Saved data entries
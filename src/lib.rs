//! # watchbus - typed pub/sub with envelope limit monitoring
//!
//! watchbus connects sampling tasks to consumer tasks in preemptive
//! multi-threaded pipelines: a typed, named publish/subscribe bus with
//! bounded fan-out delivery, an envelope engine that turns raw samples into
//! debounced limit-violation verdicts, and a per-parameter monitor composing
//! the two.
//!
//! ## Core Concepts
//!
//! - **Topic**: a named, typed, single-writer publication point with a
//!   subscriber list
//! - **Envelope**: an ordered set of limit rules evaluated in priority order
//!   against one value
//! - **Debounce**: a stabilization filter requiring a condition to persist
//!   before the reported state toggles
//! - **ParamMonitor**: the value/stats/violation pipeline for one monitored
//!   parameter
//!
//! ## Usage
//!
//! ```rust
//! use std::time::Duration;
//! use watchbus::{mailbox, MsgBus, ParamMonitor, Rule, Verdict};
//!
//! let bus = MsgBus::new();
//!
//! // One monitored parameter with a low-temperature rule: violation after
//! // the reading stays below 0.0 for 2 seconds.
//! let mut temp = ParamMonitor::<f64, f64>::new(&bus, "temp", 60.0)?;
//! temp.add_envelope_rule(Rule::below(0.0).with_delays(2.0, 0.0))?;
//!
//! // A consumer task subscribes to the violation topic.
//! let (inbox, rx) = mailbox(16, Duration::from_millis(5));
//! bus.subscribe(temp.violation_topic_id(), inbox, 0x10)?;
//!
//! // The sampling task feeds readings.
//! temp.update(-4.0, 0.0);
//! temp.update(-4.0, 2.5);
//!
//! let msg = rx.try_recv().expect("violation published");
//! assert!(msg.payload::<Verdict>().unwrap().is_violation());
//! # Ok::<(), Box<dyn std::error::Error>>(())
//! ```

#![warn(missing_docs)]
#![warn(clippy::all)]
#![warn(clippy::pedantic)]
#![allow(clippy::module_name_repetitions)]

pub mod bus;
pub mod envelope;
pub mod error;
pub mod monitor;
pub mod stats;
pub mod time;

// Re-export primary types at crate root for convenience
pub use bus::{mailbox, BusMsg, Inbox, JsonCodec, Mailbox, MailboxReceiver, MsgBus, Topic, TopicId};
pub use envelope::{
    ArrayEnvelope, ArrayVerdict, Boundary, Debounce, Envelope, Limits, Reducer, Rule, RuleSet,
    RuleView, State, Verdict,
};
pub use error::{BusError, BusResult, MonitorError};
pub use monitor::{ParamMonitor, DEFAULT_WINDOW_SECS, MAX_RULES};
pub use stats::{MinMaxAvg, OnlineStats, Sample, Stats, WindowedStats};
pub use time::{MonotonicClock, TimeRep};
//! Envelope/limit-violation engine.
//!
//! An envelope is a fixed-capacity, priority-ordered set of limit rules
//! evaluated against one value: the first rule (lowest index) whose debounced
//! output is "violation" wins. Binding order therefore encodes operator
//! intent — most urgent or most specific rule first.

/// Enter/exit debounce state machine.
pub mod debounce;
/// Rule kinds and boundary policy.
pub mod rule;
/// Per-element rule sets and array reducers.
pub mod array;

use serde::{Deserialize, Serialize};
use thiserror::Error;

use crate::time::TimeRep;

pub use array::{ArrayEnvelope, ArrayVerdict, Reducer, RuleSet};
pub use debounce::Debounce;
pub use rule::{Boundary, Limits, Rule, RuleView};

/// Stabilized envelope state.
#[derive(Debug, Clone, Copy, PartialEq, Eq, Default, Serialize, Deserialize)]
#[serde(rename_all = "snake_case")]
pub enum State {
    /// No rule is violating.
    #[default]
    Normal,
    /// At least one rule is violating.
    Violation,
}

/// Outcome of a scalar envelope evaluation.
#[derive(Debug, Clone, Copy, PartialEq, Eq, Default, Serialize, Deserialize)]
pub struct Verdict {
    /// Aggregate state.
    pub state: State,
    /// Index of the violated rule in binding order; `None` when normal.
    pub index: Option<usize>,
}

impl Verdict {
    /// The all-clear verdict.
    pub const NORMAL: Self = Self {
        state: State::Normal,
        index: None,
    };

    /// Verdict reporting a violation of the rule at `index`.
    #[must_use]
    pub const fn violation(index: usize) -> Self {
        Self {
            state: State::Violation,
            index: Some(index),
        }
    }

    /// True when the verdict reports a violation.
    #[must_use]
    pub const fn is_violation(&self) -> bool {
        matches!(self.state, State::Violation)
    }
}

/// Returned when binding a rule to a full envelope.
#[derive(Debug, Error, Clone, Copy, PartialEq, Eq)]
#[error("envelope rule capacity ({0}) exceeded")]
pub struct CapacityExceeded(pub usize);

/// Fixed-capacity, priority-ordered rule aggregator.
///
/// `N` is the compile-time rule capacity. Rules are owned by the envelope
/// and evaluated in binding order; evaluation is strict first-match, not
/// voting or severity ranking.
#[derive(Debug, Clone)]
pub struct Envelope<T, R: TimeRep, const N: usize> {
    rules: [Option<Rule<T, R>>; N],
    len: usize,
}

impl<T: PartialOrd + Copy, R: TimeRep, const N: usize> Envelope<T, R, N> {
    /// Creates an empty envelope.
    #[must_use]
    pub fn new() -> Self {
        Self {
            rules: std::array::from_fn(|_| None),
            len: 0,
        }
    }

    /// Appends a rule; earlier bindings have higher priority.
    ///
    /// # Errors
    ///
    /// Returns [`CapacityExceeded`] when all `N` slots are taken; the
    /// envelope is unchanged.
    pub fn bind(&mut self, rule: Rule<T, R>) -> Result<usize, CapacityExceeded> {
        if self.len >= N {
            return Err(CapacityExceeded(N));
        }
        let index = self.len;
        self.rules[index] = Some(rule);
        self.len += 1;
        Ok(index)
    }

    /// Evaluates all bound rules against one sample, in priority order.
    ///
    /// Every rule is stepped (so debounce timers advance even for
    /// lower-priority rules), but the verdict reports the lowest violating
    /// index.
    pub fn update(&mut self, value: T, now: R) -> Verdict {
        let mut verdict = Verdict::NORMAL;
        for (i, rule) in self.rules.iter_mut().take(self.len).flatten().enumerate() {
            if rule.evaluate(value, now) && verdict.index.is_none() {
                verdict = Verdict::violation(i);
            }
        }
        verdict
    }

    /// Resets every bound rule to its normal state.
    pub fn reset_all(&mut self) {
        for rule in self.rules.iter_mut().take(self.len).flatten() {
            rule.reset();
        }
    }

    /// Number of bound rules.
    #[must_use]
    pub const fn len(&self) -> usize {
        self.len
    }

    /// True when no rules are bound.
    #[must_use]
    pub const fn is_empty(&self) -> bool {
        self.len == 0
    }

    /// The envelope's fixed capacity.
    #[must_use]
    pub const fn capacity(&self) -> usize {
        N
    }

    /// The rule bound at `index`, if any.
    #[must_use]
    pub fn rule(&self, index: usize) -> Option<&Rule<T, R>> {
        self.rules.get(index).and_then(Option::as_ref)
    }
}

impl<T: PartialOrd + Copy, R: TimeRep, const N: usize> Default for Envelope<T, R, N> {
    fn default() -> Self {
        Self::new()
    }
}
---
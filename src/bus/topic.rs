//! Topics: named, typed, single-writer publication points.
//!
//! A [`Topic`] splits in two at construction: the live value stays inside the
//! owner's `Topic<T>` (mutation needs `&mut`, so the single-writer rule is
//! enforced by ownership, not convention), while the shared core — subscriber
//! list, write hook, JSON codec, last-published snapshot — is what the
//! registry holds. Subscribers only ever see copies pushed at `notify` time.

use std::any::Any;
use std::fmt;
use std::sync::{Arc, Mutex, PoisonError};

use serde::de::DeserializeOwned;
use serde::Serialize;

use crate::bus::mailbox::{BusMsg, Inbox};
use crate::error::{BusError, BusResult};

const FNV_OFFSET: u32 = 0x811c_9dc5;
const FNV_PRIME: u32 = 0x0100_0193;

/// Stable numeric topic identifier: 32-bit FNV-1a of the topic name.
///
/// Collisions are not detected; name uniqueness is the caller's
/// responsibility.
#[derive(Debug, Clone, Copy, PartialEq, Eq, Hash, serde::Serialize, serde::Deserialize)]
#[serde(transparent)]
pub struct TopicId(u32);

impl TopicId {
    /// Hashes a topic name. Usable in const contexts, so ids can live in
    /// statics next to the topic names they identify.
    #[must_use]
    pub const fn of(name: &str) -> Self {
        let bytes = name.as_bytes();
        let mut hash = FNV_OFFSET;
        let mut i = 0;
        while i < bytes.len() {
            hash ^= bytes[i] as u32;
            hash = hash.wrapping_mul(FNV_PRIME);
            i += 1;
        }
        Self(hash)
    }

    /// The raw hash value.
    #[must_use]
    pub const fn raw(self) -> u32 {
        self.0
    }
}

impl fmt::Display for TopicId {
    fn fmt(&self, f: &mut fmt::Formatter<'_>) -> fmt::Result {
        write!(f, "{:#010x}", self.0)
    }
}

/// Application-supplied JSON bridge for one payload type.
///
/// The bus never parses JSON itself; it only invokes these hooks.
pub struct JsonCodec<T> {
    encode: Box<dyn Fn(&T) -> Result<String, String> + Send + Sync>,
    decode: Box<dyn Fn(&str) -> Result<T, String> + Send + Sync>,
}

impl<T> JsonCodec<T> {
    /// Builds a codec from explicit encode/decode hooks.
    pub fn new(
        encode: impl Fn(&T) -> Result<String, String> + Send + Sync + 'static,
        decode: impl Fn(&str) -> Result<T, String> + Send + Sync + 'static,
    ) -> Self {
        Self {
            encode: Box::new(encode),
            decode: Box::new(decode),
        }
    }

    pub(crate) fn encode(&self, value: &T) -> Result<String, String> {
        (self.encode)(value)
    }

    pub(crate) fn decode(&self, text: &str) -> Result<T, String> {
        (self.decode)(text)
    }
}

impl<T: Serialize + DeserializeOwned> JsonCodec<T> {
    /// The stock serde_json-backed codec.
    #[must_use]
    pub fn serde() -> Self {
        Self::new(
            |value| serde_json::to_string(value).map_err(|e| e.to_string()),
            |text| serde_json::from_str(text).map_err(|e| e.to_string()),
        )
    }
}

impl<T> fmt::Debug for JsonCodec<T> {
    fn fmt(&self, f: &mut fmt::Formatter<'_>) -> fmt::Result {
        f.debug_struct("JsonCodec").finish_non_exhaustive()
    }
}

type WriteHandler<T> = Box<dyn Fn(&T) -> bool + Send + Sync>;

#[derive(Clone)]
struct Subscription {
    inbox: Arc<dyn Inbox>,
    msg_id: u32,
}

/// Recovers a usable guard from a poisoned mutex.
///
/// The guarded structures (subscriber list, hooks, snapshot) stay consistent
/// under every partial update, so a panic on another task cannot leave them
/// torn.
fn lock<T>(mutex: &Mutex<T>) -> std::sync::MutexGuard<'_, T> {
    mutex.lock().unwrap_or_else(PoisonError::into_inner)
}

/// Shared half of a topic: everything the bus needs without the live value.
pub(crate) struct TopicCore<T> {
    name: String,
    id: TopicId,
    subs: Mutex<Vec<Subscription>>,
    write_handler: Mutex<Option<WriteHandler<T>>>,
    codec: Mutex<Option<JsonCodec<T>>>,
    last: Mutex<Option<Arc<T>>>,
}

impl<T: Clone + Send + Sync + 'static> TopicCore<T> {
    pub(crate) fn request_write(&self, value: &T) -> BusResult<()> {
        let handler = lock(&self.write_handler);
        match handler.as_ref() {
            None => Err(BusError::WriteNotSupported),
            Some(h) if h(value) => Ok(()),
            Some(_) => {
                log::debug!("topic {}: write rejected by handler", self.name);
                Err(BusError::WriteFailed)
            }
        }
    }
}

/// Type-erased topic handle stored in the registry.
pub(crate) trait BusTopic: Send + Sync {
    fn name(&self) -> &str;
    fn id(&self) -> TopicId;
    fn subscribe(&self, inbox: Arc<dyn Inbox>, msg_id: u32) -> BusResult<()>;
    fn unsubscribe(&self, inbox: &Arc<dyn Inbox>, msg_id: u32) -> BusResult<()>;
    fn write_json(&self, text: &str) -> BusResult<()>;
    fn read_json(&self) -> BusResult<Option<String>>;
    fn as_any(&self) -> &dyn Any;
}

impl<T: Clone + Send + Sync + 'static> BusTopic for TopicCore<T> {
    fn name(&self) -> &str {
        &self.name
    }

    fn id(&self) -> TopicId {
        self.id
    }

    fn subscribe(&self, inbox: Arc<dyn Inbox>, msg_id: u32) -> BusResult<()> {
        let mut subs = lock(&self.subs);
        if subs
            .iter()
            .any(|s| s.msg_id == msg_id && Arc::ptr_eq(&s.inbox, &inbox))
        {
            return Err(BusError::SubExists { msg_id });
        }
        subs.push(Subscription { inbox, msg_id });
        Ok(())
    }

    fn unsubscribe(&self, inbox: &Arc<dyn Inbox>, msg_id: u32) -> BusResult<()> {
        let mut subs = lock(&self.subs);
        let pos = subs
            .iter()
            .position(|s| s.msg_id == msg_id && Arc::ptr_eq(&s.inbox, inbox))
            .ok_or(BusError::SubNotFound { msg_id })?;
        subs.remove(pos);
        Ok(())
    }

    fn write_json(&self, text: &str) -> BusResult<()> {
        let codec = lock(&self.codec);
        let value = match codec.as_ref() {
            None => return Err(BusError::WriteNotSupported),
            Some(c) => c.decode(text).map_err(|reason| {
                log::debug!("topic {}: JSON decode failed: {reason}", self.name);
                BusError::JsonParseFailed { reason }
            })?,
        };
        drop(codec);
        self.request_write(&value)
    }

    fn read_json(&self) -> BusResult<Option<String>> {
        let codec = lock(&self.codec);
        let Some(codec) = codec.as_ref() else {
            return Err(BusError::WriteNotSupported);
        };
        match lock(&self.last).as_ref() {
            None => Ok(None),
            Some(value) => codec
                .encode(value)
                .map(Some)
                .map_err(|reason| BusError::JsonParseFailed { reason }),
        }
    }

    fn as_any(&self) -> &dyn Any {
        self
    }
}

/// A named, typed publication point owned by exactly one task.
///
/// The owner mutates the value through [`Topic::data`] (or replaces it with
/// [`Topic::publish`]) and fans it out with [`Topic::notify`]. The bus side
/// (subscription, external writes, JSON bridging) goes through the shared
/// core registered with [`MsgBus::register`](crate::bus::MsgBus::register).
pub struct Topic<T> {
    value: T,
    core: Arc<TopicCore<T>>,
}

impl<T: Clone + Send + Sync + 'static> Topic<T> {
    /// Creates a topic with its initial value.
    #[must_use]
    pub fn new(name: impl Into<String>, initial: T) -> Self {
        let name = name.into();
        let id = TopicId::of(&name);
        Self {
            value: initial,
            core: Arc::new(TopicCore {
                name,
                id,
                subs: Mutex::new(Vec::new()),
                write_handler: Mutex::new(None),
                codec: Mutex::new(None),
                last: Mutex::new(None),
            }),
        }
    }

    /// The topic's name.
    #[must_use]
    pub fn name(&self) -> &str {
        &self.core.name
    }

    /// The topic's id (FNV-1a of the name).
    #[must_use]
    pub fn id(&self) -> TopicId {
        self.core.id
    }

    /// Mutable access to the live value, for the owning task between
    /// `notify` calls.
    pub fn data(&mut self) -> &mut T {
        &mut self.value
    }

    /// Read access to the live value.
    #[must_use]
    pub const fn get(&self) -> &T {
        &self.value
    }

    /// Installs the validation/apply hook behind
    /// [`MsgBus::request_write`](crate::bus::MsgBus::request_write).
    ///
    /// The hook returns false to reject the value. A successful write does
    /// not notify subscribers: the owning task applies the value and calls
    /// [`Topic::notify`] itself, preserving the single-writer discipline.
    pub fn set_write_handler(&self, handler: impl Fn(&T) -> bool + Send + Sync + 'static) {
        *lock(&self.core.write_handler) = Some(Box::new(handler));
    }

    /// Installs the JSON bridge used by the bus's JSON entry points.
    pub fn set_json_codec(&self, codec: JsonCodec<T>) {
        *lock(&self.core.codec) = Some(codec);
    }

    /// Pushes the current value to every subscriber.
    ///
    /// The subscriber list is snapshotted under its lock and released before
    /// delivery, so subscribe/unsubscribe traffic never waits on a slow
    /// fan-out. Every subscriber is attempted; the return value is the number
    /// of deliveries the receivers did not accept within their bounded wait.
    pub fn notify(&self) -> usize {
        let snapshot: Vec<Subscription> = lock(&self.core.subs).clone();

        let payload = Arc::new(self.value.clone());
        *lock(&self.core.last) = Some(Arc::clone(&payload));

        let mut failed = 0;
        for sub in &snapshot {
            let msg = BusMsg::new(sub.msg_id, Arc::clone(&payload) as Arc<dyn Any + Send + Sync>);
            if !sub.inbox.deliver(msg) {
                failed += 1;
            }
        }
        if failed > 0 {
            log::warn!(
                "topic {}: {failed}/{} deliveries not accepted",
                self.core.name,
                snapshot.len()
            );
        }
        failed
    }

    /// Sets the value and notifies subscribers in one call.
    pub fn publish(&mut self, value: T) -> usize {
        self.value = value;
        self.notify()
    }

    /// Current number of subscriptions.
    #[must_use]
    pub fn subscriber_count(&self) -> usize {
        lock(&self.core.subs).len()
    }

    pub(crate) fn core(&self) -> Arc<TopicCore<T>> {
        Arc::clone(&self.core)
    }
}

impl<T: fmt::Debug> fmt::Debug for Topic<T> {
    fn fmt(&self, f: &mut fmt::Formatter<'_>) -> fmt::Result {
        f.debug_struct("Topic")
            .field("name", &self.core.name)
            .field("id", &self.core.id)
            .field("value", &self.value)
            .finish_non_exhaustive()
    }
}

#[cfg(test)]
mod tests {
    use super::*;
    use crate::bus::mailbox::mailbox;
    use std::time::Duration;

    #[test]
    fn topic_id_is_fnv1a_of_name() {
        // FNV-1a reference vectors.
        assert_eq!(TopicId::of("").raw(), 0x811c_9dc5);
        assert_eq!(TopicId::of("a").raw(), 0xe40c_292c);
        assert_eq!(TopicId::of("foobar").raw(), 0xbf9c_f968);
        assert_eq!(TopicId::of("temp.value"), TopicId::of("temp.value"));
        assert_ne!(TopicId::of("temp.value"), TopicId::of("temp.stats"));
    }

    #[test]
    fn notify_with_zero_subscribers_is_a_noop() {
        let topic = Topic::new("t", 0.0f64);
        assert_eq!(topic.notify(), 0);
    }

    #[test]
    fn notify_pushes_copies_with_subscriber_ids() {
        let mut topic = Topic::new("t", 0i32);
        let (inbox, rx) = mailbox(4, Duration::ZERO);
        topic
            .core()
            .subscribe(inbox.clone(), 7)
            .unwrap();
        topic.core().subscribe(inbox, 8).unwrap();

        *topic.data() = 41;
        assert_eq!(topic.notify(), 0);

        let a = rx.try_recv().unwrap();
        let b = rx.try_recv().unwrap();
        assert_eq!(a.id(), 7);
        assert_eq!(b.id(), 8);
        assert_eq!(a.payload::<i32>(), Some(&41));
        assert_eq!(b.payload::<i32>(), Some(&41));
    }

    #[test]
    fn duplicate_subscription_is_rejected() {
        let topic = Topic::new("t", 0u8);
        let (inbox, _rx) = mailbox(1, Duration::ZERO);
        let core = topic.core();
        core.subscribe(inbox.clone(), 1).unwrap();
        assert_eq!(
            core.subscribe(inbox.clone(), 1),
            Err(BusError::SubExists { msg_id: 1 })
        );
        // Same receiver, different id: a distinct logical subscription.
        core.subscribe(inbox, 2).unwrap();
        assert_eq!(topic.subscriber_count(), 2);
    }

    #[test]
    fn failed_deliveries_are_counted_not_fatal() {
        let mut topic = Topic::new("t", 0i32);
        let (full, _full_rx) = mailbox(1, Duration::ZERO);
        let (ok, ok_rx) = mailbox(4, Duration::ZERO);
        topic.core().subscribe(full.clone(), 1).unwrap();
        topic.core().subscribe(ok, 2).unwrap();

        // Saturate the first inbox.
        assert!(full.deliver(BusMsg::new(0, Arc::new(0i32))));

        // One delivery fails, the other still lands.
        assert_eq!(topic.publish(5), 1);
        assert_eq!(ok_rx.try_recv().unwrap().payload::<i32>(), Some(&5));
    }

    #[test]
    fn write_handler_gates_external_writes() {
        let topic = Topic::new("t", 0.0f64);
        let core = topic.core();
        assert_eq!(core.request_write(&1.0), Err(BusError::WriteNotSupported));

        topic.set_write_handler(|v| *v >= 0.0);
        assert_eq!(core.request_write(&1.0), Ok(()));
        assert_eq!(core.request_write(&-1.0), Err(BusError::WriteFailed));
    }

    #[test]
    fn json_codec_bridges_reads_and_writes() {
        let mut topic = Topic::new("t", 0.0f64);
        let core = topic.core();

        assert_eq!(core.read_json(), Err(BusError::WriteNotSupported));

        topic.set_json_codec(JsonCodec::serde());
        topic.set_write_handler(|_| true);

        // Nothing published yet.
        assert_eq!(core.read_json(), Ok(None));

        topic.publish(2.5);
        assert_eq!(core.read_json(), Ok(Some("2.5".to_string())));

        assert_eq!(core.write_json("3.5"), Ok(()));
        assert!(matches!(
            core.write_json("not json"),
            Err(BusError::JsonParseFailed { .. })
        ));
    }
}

:: Task goal ::
Return, unchanged, the run of lines above that opens with the line containing "if self.len >= N" and closes with the line containing "for (i, rule)". Include both.

:: Solution for this task ::
        if self.len >= N {
            return Err(CapacityExceeded(N));
        }
        let index = self.len;
        self.rules[index] = Some(rule);
        self.len += 1;
        Ok(index)
    }

    /// Evaluates all bound rules against one sample, in priority order.
    ///
    /// Every rule is stepped (so debounce timers advance even for
    /// lower-priority rules), but the verdict reports the lowest violating
    /// index.
    pub fn update(&mut self, value: T, now: R) -> Verdict {
        let mut verdict = Verdict::NORMAL;
        for (i, rule) in self.rules.iter_mut().take(self.len).flatten().enumerate() {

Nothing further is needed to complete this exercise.